//! Scenario tests for the transport envelope and canonicalization rules.

use sha3::{Digest, Keccak256};

use edgex_sdk::bigint::BigInt;
use edgex_sdk::curve::field::{CurveOrder, FieldConfig};
use edgex_sdk::transport::canonical_value;
use edgex_sdk::{
    private_stream_path, verify, FieldElement, Keypair, RequestSigner, SessionState, Signature,
    StreamSession,
};

const TS: u64 = 1_700_000_000_000;

fn signer_with_key(hex: &str) -> RequestSigner {
    RequestSigner::new(Keypair::from_hex(hex).unwrap())
}

/// Scenario D: the exact canonical string, then hash and signature.
#[test]
fn canonical_string_matches_the_documented_form() {
    let s = RequestSigner::signing_string(TS, "POST", "/v1/x", None, Some(r#"{"b":2,"a":[3,1]}"#))
        .unwrap();
    assert_eq!(s, "1700000000000POST/v1/xa=3&1&b=2");
}

#[test]
fn scenario_d_signature_with_unit_key_verifies() {
    let signer = signer_with_key("1");
    let headers = signer
        .sign_request_at(TS, "POST", "/v1/x", None, Some(r#"{"b":2,"a":[3,1]}"#))
        .unwrap();

    assert_eq!(headers.timestamp, "1700000000000");
    assert_eq!(headers.signature.len(), 128);
    assert!(headers.signature.chars().all(|c| c.is_ascii_hexdigit()));
    assert_eq!(headers.signature, headers.signature.to_lowercase());

    // independently recompute the hash and check the signature against it
    let digest = Keccak256::digest("1700000000000POST/v1/xa=3&1&b=2".as_bytes());
    let h = BigInt::from_be_bytes(&digest)
        .unwrap()
        .modulo(CurveOrder::modulus());
    let sig = Signature::from_hex(&headers.signature).unwrap();
    assert!(verify(signer.keypair().public(), &FieldElement::new(h), &sig).unwrap());
}

/// Invariant 8: fixed request, fixed timestamp, fixed key: identical bytes.
#[test]
fn envelope_is_deterministic() {
    let signer = signer_with_key("2d4e6f8a0b1c2d3e4f5a6b7c8d9e0f1a2b3c4d5e");
    let one = signer
        .sign_request_at(TS, "GET", "/api/v1/private/account", Some("accountId=7&coin=usdc"), None)
        .unwrap();
    let two = signer
        .sign_request_at(TS, "GET", "/api/v1/private/account", Some("accountId=7&coin=usdc"), None)
        .unwrap();
    assert_eq!(one, two);
}

/// Invariant 9: body key order does not change the signature.
#[test]
fn body_key_order_is_canonicalized_away() {
    let signer = signer_with_key("99aabbccddeeff");
    let a = signer
        .sign_request_at(TS, "POST", "/v1/order", None, Some(r#"{"price":"100","size":"2"}"#))
        .unwrap();
    let b = signer
        .sign_request_at(TS, "POST", "/v1/order", None, Some(r#"{"size":"2","price":"100"}"#))
        .unwrap();
    assert_eq!(a.signature, b.signature);
}

#[test]
fn query_order_is_canonicalized_away() {
    let signer = signer_with_key("42");
    let a = signer
        .sign_request_at(TS, "GET", "/v1/q", Some("b=2&a=1"), None)
        .unwrap();
    let b = signer
        .sign_request_at(TS, "GET", "/v1/q", Some("a=1&b=2"), None)
        .unwrap();
    assert_eq!(a.signature, b.signature);
}

#[test]
fn different_timestamps_change_the_signature() {
    let signer = signer_with_key("42");
    let a = signer.sign_request_at(TS, "GET", "/v1/q", None, None).unwrap();
    let b = signer.sign_request_at(TS + 1, "GET", "/v1/q", None, None).unwrap();
    assert_ne!(a.signature, b.signature);
}

#[test]
fn nested_canonical_values_follow_the_wire_quirk() {
    // the flat rendering cannot tell a literal "k=v" array entry from an
    // object pair; the server's wire format wants it that way
    let arr = serde_json::json!(["a=1", "b=2"]);
    let obj = serde_json::json!({"a": 1, "b": 2});
    assert_eq!(canonical_value(&arr), canonical_value(&obj));
    assert_eq!(canonical_value(&obj), "a=1&b=2");
}

#[test]
fn stream_handshake_is_a_signed_get_on_the_inline_query_path() {
    let signer = signer_with_key("1");
    let session = StreamSession::new(551_109_972);
    assert_eq!(session.state(), SessionState::Disconnected);

    let headers = session.handshake_headers_at(&signer, TS).unwrap();

    let expected_string = format!("{}GET{}", TS, private_stream_path(551_109_972));
    assert_eq!(
        expected_string,
        "1700000000000GET/api/v1/private/ws?accountId=551109972"
    );
    let digest = Keccak256::digest(expected_string.as_bytes());
    let h = BigInt::from_be_bytes(&digest)
        .unwrap()
        .modulo(CurveOrder::modulus());
    let sig = Signature::from_hex(&headers.signature).unwrap();
    assert!(verify(signer.keypair().public(), &FieldElement::new(h), &sig).unwrap());
}

#[test]
fn session_lifecycle_is_linear() {
    let mut session = StreamSession::new(9);
    assert!(session.mark_connected());
    session.close();
    assert_eq!(session.state(), SessionState::Closed);
    assert!(!session.mark_connected());
}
#####
ASSIGNMENT: The answer is the data above, retyped exactly in full.

FINISHED EXERCISE:
//! Scenario tests for the transport envelope and canonicalization rules.

use sha3::{Digest, Keccak256};

use edgex_sdk::bigint::BigInt;
use edgex_sdk::curve::field::{CurveOrder, FieldConfig};
use edgex_sdk::transport::canonical_value;
use edgex_sdk::{
    private_stream_path, verify, FieldElement, Keypair, RequestSigner, SessionState, Signature,
    StreamSession,
};

const TS: u64 = 1_700_000_000_000;

fn signer_with_key(hex: &str) -> RequestSigner {
    RequestSigner::new(Keypair::from_hex(hex).unwrap())
}

/// Scenario D: the exact canonical string, then hash and signature.
#[test]
fn canonical_string_matches_the_documented_form() {
    let s = RequestSigner::signing_string(TS, "POST", "/v1/x", None, Some(r#"{"b":2,"a":[3,1]}"#))
        .unwrap();
    assert_eq!(s, "1700000000000POST/v1/xa=3&1&b=2");
}

#[test]
fn scenario_d_signature_with_unit_key_verifies() {
    let signer = signer_with_key("1");
    let headers = signer
        .sign_request_at(TS, "POST", "/v1/x", None, Some(r#"{"b":2,"a":[3,1]}"#))
        .unwrap();

    assert_eq!(headers.timestamp, "1700000000000");
    assert_eq!(headers.signature.len(), 128);
    assert!(headers.signature.chars().all(|c| c.is_ascii_hexdigit()));
    assert_eq!(headers.signature, headers.signature.to_lowercase());

    // independently recompute the hash and check the signature against it
    let digest = Keccak256::digest("1700000000000POST/v1/xa=3&1&b=2".as_bytes());
    let h = BigInt::from_be_bytes(&digest)
        .unwrap()
        .modulo(CurveOrder::modulus());
    let sig = Signature::from_hex(&headers.signature).unwrap();
    assert!(verify(signer.keypair().public(), &FieldElement::new(h), &sig).unwrap());
}

/// Invariant 8: fixed request, fixed timestamp, fixed key: identical bytes.
#[test]
fn envelope_is_deterministic() {
    let signer = signer_with_key("2d4e6f8a0b1c2d3e4f5a6b7c8d9e0f1a2b3c4d5e");
    let one = signer
        .sign_request_at(TS, "GET", "/api/v1/private/account", Some("accountId=7&coin=usdc"), None)
        .unwrap();
    let two = signer
        .sign_request_at(TS, "GET", "/api/v1/private/account", Some("accountId=7&coin=usdc"), None)
        .unwrap();
    assert_eq!(one, two);
}

/// Invariant 9: body key order does not change the signature.
#[test]
fn body_key_order_is_canonicalized_away() {
    let signer = signer_with_key("99aabbccddeeff");
    let a = signer
        .sign_request_at(TS, "POST", "/v1/order", None, Some(r#"{"price":"100","size":"2"}"#))
        .unwrap();
    let b = signer
        .sign_request_at(TS, "POST", "/v1/order", None, Some(r#"{"size":"2","price":"100"}"#))
        .unwrap();
    assert_eq!(a.signature, b.signature);
}

#[test]
fn query_order_is_canonicalized_away() {
    let signer = signer_with_key("42");
    let a = signer
        .sign_request_at(TS, "GET", "/v1/q", Some("b=2&a=1"), None)
        .unwrap();
    let b = signer
        .sign_request_at(TS, "GET", "/v1/q", Some("a=1&b=2"), None)
        .unwrap();
    assert_eq!(a.signature, b.signature);
}

#[test]
fn different_timestamps_change_the_signature() {
    let signer = signer_with_key("42");
    let a = signer.sign_request_at(TS, "GET", "/v1/q", None, None).unwrap();
    let b = signer.sign_request_at(TS + 1, "GET", "/v1/q", None, None).unwrap();
    assert_ne!(a.signature, b.signature);
}

#[test]
fn nested_canonical_values_follow_the_wire_quirk() {
    // the flat rendering cannot tell a literal "k=v" array entry from an
    // object pair; the server's wire format wants it that way
    let arr = serde_json::json!(["a=1", "b=2"]);
    let obj = serde_json::json!({"a": 1, "b": 2});
    assert_eq!(canonical_value(&arr), canonical_value(&obj));
    assert_eq!(canonical_value(&obj), "a=1&b=2");
}

#[test]
fn stream_handshake_is_a_signed_get_on_the_inline_query_path() {
    let signer = signer_with_key("1");
    let session = StreamSession::new(551_109_972);
    assert_eq!(session.state(), SessionState::Disconnected);

    let headers = session.handshake_headers_at(&signer, TS).unwrap();

    let expected_string = format!("{}GET{}", TS, private_stream_path(551_109_972));
    assert_eq!(
        expected_string,
        "1700000000000GET/api/v1/private/ws?accountId=551109972"
    );
    let digest = Keccak256::digest(expected_string.as_bytes());
    let h = BigInt::from_be_bytes(&digest)
        .unwrap()
        .modulo(CurveOrder::modulus());
    let sig = Signature::from_hex(&headers.signature).unwrap();
    assert!(verify(signer.keypair().public(), &FieldElement::new(h), &sig).unwrap());
}

#[test]
fn session_lifecycle_is_linear() {
    let mut session = StreamSession::new(9);
    assert!(session.mark_connected());
    session.close();
    assert_eq!(session.state(), SessionState::Closed);
    assert!(!session.mark_connected());
}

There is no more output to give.